What you return should be every record, retyped without a single change.
********
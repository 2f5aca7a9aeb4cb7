use clap::{Parser, Subcommand};
use imgforge::config;
use imgforge::engine::Engine;
use imgforge::output;
use imgforge::params::RawParams;
use std::path::{Path, PathBuf};

/// Transform parameters shared by commands that derive a result.
#[derive(clap::Args, Clone, Default)]
struct ParamArgs {
    /// Transform parameter as key=value (repeatable), e.g. -p width=200 -p filter=sepia
    #[arg(short = 'p', long = "param", value_name = "KEY=VALUE", value_parser = parse_param)]
    params: Vec<(String, String)>,
}

fn parse_param(s: &str) -> Result<(String, String), String> {
    match s.split_once('=') {
        Some((key, value)) if !key.trim().is_empty() => {
            Ok((key.trim().to_string(), value.to_string()))
        }
        _ => Err(format!("expected KEY=VALUE, got '{s}'")),
    }
}

fn version_string() -> &'static str {
    let on_tag = env!("IMGFORGE_RELEASE_TAG");
    if on_tag == "true" {
        env!("CARGO_PKG_VERSION")
    } else {
        let hash = env!("IMGFORGE_GIT_HASH");
        if hash.is_empty() {
            "dev@unknown"
        } else {
            // Leaked once at startup
            Box::leak(format!("dev@{hash}").into_boxed_str())
        }
    }
}

#[derive(Parser)]
#[command(name = "imgforge")]
#[command(about = "Parameterized image transforms with a named-connection result cache")]
#[command(long_about = "\
Parameterized image transforms with a named-connection result cache

A transform takes a source reference (a path under the configured source
root, an asset:name, or an http(s) URL) and a set of key=value parameters:

  width, height, max, min, crop      geometry (pixels or N%)
  save_type, quality, bg_color       encoding
  flip, rotate                       orientation
  filter                             pipe-delimited filters, e.g. sepia|gaussian_blur,2
  rounded_corners, border            decorations
  watermark, reflection              overlays
  cache_duration                     seconds; -1 never expires, 0 skips the cache
  output                             bytes, url or tag

Results are stored under a deterministic key on a cache connection and
served from there on repeat requests.

Run 'imgforge filters' to list filters and 'imgforge gen-config' to generate
a documented imgforge.toml.")]
#[command(version = version_string())]
struct Cli {
    /// Config file
    #[arg(long, default_value = config::DEFAULT_CONFIG_FILE, global = true)]
    config: PathBuf,

    /// Cache connection to use instead of the configured default
    #[arg(long, global = true)]
    connection: Option<String>,

    /// Increase log verbosity (-v info, -vv debug, -vvv trace)
    #[arg(short, long, action = clap::ArgAction::Count, global = true)]
    verbose: u8,

    #[command(subcommand)]
    command: Command,
}

#[derive(Subcommand)]
enum Command {
    /// Transform one or more sources
    Transform {
        #[arg(required = true)]
        sources: Vec<String>,
        #[command(flatten)]
        params: ParamArgs,
        /// Write the result here (a directory when several sources are given)
        #[arg(long)]
        out: Option<PathBuf>,
    },
    /// Print the cache key a transform would use
    Key {
        source: String,
        #[command(flatten)]
        params: ParamArgs,
    },
    /// Remove every cached result of a source
    Invalidate { source: String },
    /// Reconcile a connection's index with its stored files
    Audit,
    /// List configured cache connections
    Connections,
    /// List available filters
    Filters,
    /// Print a stock imgforge.toml with all options documented
    GenConfig,
}

fn main() -> Result<(), Box<dyn std::error::Error>> {
    let cli = Cli::parse();
    init_logging(cli.verbose);

    if let Command::GenConfig = cli.command {
        print!("{}", config::stock_config_toml());
        return Ok(());
    }

    let cfg = config::load_config(&cli.config)?;
    init_thread_pool(&cfg.processing);
    let engine = Engine::from_config(&cfg)?;
    if let Some(name) = &cli.connection {
        engine.set_default_connection(name)?;
    }

    match cli.command {
        Command::Transform { sources, params, out } => {
            let raw = raw_params(&params);
            let requests: Vec<(String, RawParams)> =
                sources.iter().map(|s| (s.clone(), raw.clone())).collect();
            let results = engine.transform_many(&requests);
            let mut failed = 0;
            for (source, result) in sources.iter().zip(results) {
                match result {
                    Ok(result) => {
                        let target = out
                            .as_deref()
                            .map(|out| output_path(out, source, result.format, sources.len()));
                        if let Some(target) = &target {
                            if let Some(parent) = target.parent() {
                                std::fs::create_dir_all(parent)?;
                            }
                            std::fs::write(target, &result.bytes)?;
                        }
                        output::print_transform_output(source, &result, target.as_deref());
                    }
                    Err(e) => {
                        failed += 1;
                        output::print_transform_error(source, &e);
                    }
                }
            }
            if failed > 0 {
                return Err(format!("{failed} of {} transforms failed", sources.len()).into());
            }
        }
        Command::Key { source, params } => {
            println!("{}", engine.cache_key(&source, &raw_params(&params))?);
        }
        Command::Invalidate { source } => {
            let removed = engine.invalidate(&source)?;
            println!("Invalidated {removed} cached results of {source}");
        }
        Command::Audit => {
            let report = engine.audit(None)?;
            output::print_audit_report(&report);
        }
        Command::Connections => {
            output::print_connections(&engine.list_connections());
        }
        Command::Filters => {
            output::print_filters(engine.filters());
        }
        Command::GenConfig => {}
    }

    Ok(())
}

/// Log to stderr at warn by default; each `-v` raises the level. `RUST_LOG`
/// wins when set.
fn init_logging(verbose: u8) {
    let level = match verbose {
        0 => "warn",
        1 => "info",
        2 => "debug",
        _ => "trace",
    };
    env_logger::Builder::from_env(env_logger::Env::default().default_filter_or(level))
        .format_timestamp(None)
        .init();
}

/// Initialize the rayon thread pool based on processing config.
///
/// Caps at the number of available CPU cores.
fn init_thread_pool(processing: &config::ProcessingConfig) {
    let threads = config::effective_threads(processing);
    rayon::ThreadPoolBuilder::new()
        .num_threads(threads)
        .build_global()
        .ok();
}

fn raw_params(args: &ParamArgs) -> RawParams {
    args.params.iter().cloned().collect()
}

/// `out` itself for a single source; `out/<stem>.<ext>` when several
/// sources share one output directory.
fn output_path(
    out: &Path,
    source: &str,
    format: imgforge::imaging::OutputFormat,
    count: usize,
) -> PathBuf {
    if count == 1 {
        return out.to_path_buf();
    }
    let stem = Path::new(source.rsplit(['/', '\\']).next().unwrap_or(source))
        .file_stem()
        .map(|s| s.to_string_lossy().into_owned())
        .unwrap_or_else(|| "image".to_string());
    out.join(format!("{stem}.{}", format.extension()))
}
********
→ Task response:
repository 2f5aca7a9aeb4cb7
use clap::{Parser, Subcommand};
use imgforge::config;
use imgforge::engine::Engine;
use imgforge::output;
use imgforge::params::RawParams;
use std::path::{Path, PathBuf};

/// Transform parameters shared by commands that derive a result.
#[derive(clap::Args, Clone, Default)]
struct ParamArgs {
    /// Transform parameter as key=value (repeatable), e.g. -p width=200 -p filter=sepia
    #[arg(short = 'p', long = "param", value_name = "KEY=VALUE", value_parser = parse_param)]
    params: Vec<(String, String)>,
}

fn parse_param(s: &str) -> Result<(String, String), String> {
    match s.split_once('=') {
        Some((key, value)) if !key.trim().is_empty() => {
            Ok((key.trim().to_string(), value.to_string()))
        }
        _ => Err(format!("expected KEY=VALUE, got '{s}'")),
    }
}

fn version_string() -> &'static str {
    let on_tag = env!("IMGFORGE_RELEASE_TAG");
    if on_tag == "true" {
        env!("CARGO_PKG_VERSION")
    } else {
        let hash = env!("IMGFORGE_GIT_HASH");
        if hash.is_empty() {
            "dev@unknown"
        } else {
            // Leaked once at startup
            Box::leak(format!("dev@{hash}").into_boxed_str())
        }
    }
}

#[derive(Parser)]
#[command(name = "imgforge")]
#[command(about = "Parameterized image transforms with a named-connection result cache")]
#[command(long_about = "\
Parameterized image transforms with a named-connection result cache

A transform takes a source reference (a path under the configured source
root, an asset:name, or an http(s) URL) and a set of key=value parameters:

  width, height, max, min, crop      geometry (pixels or N%)
  save_type, quality, bg_color       encoding
  flip, rotate                       orientation
  filter                             pipe-delimited filters, e.g. sepia|gaussian_blur,2
  rounded_corners, border            decorations
  watermark, reflection              overlays
  cache_duration                     seconds; -1 never expires, 0 skips the cache
  output                             bytes, url or tag

Results are stored under a deterministic key on a cache connection and
served from there on repeat requests.

Run 'imgforge filters' to list filters and 'imgforge gen-config' to generate
a documented imgforge.toml.")]
#[command(version = version_string())]
struct Cli {
    /// Config file
    #[arg(long, default_value = config::DEFAULT_CONFIG_FILE, global = true)]
    config: PathBuf,

    /// Cache connection to use instead of the configured default
    #[arg(long, global = true)]
    connection: Option<String>,

    /// Increase log verbosity (-v info, -vv debug, -vvv trace)
    #[arg(short, long, action = clap::ArgAction::Count, global = true)]
    verbose: u8,

    #[command(subcommand)]
    command: Command,
}

#[derive(Subcommand)]
enum Command {
    /// Transform one or more sources
    Transform {
        #[arg(required = true)]
        sources: Vec<String>,
        #[command(flatten)]
        params: ParamArgs,
        /// Write the result here (a directory when several sources are given)
        #[arg(long)]
        out: Option<PathBuf>,
    },
    /// Print the cache key a transform would use
    Key {
        source: String,
        #[command(flatten)]
        params: ParamArgs,
    },
    /// Remove every cached result of a source
    Invalidate { source: String },
    /// Reconcile a connection's index with its stored files
    Audit,
    /// List configured cache connections
    Connections,
    /// List available filters
    Filters,
    /// Print a stock imgforge.toml with all options documented
    GenConfig,
}

fn main() -> Result<(), Box<dyn std::error::Error>> {
    let cli = Cli::parse();
    init_logging(cli.verbose);

    if let Command::GenConfig = cli.command {
        print!("{}", config::stock_config_toml());
        return Ok(());
    }

    let cfg = config::load_config(&cli.config)?;
    init_thread_pool(&cfg.processing);
    let engine = Engine::from_config(&cfg)?;
    if let Some(name) = &cli.connection {
        engine.set_default_connection(name)?;
    }

    match cli.command {
        Command::Transform { sources, params, out } => {
            let raw = raw_params(&params);
            let requests: Vec<(String, RawParams)> =
                sources.iter().map(|s| (s.clone(), raw.clone())).collect();
            let results = engine.transform_many(&requests);
            let mut failed = 0;
            for (source, result) in sources.iter().zip(results) {
                match result {
                    Ok(result) => {
                        let target = out
                            .as_deref()
                            .map(|out| output_path(out, source, result.format, sources.len()));
                        if let Some(target) = &target {
                            if let Some(parent) = target.parent() {
                                std::fs::create_dir_all(parent)?;
                            }
                            std::fs::write(target, &result.bytes)?;
                        }
                        output::print_transform_output(source, &result, target.as_deref());
                    }
                    Err(e) => {
                        failed += 1;
                        output::print_transform_error(source, &e);
                    }
                }
            }
            if failed > 0 {
                return Err(format!("{failed} of {} transforms failed", sources.len()).into());
            }
        }
        Command::Key { source, params } => {
            println!("{}", engine.cache_key(&source, &raw_params(&params))?);
        }
        Command::Invalidate { source } => {
            let removed = engine.invalidate(&source)?;
            println!("Invalidated {removed} cached results of {source}");
        }
        Command::Audit => {
            let report = engine.audit(None)?;
            output::print_audit_report(&report);
        }
        Command::Connections => {
            output::print_connections(&engine.list_connections());
        }
        Command::Filters => {
            output::print_filters(engine.filters());
        }
        Command::GenConfig => {}
    }

    Ok(())
}

/// Log to stderr at warn by default; each `-v` raises the level. `RUST_LOG`
/// wins when set.
fn init_logging(verbose: u8) {
    let level = match verbose {
        0 => "warn",
        1 => "info",
        2 => "debug",
        _ => "trace",
    };
    env_logger::Builder::from_env(env_logger::Env::default().default_filter_or(level))
        .format_timestamp(None)
        .init();
}

/// Initialize the rayon thread pool based on processing config.
///
/// Caps at the number of available CPU cores.
fn init_thread_pool(processing: &config::ProcessingConfig) {
    let threads = config::effective_threads(processing);
    rayon::ThreadPoolBuilder::new()
        .num_threads(threads)
        .build_global()
        .ok();
}

fn raw_params(args: &ParamArgs) -> RawParams {
    args.params.iter().cloned().collect()
}

/// `out` itself for a single source; `out/<stem>.<ext>` when several
/// sources share one output directory.
fn output_path(
    out: &Path,
    source: &str,
    format: imgforge::imaging::OutputFormat,
    count: usize,
) -> PathBuf {
    if count == 1 {
        return out.to_path_buf();
    }
    let stem = Path::new(source.rsplit(['/', '\\']).next().unwrap_or(source))
        .file_stem()
        .map(|s| s.to_string_lossy().into_owned())
        .unwrap_or_else(|| "image".to_string());
    out.join(format!("{stem}.{}", format.extension()))
}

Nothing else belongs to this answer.